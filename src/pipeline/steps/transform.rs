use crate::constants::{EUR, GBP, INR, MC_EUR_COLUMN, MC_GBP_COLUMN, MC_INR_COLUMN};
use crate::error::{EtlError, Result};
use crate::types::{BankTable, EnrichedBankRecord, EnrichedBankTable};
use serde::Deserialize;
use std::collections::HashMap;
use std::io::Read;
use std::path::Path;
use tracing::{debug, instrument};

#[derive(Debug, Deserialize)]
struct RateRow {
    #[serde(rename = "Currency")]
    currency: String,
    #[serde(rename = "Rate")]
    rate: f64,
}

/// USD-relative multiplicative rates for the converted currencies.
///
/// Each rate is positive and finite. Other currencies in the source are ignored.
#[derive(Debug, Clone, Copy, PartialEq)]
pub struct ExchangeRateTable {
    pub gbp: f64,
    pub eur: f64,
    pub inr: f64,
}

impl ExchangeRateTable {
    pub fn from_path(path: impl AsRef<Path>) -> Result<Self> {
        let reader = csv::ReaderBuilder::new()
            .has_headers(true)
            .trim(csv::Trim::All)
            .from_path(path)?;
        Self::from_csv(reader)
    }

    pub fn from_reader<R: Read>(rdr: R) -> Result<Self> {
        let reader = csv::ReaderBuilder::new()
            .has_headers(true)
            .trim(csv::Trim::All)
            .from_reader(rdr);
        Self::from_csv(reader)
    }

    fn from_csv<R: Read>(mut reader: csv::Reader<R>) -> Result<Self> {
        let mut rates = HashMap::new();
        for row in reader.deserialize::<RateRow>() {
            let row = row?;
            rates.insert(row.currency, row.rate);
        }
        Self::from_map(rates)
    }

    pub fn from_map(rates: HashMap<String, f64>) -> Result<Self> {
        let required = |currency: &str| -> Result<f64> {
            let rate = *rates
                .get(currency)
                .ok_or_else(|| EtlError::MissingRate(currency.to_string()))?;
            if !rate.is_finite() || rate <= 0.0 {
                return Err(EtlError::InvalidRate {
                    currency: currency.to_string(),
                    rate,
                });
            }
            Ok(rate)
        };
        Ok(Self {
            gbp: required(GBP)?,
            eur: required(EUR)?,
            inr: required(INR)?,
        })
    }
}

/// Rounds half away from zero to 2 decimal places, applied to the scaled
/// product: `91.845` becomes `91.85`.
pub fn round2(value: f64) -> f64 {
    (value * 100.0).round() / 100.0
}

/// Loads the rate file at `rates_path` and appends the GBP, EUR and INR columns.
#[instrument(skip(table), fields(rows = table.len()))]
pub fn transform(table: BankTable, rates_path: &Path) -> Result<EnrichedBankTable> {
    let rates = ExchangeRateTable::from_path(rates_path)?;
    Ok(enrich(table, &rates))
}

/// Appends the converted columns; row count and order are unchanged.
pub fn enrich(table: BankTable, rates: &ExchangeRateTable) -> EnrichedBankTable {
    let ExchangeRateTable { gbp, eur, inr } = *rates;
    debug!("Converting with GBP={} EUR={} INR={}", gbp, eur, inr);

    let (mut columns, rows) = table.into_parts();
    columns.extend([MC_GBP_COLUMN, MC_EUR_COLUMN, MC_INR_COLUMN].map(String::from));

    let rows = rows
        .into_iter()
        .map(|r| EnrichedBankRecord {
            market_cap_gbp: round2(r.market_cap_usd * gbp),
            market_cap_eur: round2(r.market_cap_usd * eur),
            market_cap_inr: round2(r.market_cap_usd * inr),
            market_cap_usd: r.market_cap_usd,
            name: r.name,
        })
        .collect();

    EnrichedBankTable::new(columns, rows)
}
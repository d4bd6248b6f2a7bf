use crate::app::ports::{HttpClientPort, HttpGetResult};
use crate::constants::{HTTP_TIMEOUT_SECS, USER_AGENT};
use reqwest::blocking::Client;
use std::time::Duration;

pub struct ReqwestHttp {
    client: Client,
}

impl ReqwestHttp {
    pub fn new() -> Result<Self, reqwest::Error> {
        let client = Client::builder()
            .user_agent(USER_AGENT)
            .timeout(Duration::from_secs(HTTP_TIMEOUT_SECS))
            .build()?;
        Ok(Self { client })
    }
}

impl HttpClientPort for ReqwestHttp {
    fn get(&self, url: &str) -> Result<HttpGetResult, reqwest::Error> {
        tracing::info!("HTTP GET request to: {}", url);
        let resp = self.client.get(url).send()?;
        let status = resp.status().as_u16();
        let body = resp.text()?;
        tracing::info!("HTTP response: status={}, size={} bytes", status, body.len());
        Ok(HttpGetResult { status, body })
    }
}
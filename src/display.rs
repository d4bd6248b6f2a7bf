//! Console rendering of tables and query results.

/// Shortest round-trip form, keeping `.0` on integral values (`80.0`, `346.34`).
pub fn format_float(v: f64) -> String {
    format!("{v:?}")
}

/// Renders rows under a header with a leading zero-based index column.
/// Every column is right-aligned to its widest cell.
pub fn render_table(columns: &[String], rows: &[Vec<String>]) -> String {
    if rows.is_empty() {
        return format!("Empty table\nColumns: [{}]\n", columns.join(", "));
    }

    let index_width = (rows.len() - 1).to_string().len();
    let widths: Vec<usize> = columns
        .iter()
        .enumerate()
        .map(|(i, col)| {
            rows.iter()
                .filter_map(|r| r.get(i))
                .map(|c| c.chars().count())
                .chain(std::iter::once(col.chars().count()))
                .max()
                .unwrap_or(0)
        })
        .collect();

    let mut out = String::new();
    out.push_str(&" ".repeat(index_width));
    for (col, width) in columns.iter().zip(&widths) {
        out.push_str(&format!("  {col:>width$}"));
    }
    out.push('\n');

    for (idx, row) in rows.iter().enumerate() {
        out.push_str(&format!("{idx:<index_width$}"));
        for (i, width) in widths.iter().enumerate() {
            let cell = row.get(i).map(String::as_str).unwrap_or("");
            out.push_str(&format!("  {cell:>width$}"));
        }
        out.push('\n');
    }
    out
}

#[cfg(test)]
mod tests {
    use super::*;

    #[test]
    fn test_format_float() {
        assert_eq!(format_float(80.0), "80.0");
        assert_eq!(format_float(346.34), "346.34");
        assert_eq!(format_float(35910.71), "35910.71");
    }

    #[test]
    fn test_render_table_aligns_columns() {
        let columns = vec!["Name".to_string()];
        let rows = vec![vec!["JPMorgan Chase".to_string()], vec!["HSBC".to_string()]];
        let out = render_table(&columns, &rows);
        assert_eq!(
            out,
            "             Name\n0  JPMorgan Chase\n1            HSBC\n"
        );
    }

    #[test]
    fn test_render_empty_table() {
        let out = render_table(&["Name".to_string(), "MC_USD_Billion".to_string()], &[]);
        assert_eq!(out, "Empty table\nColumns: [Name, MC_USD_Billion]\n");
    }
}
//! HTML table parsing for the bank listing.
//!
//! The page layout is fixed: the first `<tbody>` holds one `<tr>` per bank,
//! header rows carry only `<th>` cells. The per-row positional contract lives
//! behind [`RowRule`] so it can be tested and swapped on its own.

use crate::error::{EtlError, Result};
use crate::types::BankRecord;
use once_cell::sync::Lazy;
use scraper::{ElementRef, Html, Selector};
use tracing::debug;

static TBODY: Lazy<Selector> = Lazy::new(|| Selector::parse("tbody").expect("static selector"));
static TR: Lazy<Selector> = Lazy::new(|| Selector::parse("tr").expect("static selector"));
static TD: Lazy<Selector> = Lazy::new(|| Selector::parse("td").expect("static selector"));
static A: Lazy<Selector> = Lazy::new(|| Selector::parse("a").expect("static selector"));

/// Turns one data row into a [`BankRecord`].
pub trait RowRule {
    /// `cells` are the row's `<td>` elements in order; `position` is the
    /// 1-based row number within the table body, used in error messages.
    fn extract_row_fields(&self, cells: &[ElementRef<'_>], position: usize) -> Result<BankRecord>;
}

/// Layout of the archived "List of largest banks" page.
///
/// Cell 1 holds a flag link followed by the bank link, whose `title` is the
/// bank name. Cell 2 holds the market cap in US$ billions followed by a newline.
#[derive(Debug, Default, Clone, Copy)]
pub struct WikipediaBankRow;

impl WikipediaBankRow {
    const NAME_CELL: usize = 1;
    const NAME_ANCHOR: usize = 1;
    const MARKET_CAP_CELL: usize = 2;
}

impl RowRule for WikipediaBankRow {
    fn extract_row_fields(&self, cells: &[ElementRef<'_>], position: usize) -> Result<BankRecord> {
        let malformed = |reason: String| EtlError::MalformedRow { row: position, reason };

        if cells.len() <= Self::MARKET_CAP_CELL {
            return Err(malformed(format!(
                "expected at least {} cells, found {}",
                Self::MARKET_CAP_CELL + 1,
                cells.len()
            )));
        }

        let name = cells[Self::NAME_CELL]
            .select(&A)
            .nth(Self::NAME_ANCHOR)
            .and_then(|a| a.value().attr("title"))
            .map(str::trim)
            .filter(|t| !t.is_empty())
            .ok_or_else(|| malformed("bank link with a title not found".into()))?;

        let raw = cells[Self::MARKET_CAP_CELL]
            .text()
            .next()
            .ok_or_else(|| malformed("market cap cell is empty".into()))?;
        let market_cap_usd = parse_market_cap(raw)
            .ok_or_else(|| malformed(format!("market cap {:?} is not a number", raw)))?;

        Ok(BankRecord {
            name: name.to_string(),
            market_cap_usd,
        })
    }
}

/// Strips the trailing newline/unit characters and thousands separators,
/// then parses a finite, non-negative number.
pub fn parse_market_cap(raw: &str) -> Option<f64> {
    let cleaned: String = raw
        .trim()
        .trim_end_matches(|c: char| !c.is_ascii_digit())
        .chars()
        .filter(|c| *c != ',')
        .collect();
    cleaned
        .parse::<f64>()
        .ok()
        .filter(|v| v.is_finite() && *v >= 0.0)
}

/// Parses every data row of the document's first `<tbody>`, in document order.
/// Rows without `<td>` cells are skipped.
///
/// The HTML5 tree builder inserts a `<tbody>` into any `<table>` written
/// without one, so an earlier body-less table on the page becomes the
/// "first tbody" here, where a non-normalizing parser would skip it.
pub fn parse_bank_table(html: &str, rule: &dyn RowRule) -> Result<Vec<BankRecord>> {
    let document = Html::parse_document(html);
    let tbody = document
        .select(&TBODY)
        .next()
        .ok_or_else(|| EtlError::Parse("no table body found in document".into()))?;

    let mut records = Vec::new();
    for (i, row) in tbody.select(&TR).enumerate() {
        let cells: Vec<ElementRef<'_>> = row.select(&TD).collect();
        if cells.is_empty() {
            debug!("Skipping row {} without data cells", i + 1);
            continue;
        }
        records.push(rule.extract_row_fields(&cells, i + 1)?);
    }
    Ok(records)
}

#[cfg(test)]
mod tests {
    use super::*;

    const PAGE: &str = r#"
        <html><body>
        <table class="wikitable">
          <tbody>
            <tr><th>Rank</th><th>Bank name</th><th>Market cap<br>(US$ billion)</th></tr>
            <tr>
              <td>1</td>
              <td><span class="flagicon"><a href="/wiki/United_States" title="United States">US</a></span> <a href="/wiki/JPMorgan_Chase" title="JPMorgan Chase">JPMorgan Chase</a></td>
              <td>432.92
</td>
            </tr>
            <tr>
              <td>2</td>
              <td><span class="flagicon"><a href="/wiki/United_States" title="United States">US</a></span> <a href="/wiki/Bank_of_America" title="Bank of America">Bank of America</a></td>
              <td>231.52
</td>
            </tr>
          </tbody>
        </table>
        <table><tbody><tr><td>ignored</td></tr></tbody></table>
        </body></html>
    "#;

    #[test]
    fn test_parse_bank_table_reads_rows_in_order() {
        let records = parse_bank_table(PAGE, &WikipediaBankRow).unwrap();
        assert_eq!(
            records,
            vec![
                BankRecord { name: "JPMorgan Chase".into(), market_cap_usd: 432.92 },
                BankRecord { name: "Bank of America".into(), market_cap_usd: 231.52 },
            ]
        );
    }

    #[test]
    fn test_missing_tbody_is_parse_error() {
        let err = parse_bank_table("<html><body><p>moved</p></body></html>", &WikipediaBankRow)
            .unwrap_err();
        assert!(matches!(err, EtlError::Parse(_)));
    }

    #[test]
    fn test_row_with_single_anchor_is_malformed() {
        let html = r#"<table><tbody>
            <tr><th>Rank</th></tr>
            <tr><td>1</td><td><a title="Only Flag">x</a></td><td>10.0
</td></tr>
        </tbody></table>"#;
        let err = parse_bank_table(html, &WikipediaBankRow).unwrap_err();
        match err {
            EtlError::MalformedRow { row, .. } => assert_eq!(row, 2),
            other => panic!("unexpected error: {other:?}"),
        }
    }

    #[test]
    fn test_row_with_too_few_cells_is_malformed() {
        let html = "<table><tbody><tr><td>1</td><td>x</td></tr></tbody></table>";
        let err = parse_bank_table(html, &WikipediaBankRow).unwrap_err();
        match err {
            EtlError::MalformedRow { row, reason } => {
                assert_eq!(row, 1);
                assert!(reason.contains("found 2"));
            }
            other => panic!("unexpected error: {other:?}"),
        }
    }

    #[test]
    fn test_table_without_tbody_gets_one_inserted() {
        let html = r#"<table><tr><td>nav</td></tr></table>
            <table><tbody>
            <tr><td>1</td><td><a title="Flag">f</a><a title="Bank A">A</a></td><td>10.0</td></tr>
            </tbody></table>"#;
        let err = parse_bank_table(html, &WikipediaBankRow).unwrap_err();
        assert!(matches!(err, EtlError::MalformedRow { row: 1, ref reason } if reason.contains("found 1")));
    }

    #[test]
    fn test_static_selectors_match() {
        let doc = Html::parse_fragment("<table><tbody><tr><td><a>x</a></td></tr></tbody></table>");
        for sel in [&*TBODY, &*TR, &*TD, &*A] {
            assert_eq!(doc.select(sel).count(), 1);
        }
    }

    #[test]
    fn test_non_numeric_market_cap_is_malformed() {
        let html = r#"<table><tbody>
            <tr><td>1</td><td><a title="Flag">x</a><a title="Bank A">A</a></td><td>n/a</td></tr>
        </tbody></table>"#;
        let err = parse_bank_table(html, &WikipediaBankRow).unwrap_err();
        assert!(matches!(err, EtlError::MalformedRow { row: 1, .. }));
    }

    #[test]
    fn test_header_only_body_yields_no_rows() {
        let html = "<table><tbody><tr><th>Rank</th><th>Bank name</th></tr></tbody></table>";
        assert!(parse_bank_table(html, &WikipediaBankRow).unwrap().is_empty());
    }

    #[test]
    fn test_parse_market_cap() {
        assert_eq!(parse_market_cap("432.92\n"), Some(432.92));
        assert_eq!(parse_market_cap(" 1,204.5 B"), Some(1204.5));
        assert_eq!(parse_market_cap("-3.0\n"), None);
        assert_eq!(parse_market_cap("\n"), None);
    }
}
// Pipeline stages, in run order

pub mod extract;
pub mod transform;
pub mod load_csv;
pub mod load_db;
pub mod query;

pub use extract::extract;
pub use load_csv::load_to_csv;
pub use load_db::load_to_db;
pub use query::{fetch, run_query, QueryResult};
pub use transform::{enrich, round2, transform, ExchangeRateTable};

####

* **Aim of the exercise**
Where does the string "return" occur in the data above? Copy every line that holds it.

* **Result**
                return Err(EtlError::InvalidRate {
        return format!("Empty table\nColumns: [{}]\n", columns.join(", "));
            return Err(malformed(format!(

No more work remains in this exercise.